**What you have to do**
Among the entries, how many lines hold the word "None"? Respond with that number only.

**Stored data**
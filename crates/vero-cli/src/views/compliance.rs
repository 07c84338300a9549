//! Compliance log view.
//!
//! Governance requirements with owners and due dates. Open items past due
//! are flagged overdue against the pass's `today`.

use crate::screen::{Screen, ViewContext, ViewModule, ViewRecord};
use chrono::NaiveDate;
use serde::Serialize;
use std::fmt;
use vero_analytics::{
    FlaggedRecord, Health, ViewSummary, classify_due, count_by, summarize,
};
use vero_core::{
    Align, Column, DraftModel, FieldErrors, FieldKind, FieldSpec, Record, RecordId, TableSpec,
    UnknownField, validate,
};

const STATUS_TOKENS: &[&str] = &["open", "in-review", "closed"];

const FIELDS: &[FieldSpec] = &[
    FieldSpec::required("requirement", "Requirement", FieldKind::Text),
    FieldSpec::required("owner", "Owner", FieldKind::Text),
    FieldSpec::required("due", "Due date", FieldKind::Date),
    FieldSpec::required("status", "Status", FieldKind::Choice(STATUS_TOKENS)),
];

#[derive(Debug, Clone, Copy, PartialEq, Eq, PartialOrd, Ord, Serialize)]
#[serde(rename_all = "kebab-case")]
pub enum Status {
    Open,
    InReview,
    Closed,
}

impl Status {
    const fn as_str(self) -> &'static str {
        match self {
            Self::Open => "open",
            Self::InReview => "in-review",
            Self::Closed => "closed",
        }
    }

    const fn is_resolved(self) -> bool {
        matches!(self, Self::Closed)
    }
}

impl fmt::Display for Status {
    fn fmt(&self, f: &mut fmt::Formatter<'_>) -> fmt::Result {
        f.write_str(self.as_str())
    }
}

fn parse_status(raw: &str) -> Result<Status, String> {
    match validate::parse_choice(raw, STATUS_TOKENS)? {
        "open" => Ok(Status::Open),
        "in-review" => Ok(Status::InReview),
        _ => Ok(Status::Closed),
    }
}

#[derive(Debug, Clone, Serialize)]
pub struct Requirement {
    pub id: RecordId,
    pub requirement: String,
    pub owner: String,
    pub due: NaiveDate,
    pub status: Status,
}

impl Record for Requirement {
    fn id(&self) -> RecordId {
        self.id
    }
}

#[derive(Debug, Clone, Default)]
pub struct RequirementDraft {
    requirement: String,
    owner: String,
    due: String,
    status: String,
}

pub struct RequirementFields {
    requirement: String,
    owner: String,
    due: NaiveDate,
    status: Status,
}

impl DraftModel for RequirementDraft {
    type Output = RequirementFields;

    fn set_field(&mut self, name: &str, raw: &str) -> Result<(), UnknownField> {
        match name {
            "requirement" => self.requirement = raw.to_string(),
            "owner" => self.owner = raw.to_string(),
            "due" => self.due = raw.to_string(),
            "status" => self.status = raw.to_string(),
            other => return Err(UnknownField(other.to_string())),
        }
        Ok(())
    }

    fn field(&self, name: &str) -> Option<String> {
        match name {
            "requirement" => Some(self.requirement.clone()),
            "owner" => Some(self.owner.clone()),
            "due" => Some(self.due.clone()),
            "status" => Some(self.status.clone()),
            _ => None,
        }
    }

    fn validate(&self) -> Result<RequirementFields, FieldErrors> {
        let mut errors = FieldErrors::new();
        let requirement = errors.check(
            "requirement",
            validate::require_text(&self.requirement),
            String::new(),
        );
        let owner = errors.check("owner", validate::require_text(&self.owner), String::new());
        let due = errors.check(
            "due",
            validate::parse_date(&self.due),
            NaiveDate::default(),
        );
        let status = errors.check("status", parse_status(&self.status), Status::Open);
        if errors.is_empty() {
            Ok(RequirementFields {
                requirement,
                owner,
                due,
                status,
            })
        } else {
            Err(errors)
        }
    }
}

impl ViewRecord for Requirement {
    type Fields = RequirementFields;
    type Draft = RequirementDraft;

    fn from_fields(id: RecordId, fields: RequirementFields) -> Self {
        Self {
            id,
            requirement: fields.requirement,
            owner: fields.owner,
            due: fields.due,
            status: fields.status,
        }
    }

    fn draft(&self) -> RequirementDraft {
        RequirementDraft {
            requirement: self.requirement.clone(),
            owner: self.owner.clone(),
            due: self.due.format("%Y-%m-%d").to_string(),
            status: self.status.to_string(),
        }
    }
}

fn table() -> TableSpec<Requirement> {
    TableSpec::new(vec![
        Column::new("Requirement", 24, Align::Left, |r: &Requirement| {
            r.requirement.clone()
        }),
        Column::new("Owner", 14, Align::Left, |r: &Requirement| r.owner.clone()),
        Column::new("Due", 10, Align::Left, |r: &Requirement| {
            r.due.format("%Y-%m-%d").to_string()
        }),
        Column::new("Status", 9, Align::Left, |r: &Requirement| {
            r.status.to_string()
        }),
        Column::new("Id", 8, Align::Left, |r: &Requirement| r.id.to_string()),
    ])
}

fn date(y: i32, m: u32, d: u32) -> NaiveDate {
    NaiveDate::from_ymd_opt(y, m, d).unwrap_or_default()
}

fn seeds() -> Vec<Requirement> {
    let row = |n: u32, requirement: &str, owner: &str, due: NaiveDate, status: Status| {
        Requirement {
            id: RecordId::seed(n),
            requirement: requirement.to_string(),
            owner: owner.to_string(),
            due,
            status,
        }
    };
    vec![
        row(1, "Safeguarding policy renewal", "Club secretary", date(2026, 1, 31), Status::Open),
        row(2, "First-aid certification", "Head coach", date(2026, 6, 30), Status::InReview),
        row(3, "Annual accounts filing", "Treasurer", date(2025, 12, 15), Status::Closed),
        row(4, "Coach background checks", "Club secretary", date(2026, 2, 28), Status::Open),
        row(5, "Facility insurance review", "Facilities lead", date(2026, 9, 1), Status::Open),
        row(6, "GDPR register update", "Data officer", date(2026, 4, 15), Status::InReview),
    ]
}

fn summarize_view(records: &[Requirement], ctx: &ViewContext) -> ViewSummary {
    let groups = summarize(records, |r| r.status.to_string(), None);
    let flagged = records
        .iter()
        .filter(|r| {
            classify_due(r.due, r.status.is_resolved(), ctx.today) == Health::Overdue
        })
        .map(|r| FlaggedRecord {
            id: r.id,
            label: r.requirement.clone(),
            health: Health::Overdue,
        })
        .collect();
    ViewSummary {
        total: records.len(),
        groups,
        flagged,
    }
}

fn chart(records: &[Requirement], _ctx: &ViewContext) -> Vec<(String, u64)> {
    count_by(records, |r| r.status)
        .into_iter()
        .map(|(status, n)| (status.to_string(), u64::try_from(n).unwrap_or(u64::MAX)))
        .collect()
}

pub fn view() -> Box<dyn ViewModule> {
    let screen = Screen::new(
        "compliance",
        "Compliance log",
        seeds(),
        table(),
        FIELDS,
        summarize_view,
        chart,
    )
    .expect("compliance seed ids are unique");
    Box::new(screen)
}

**Response for this exercise**
2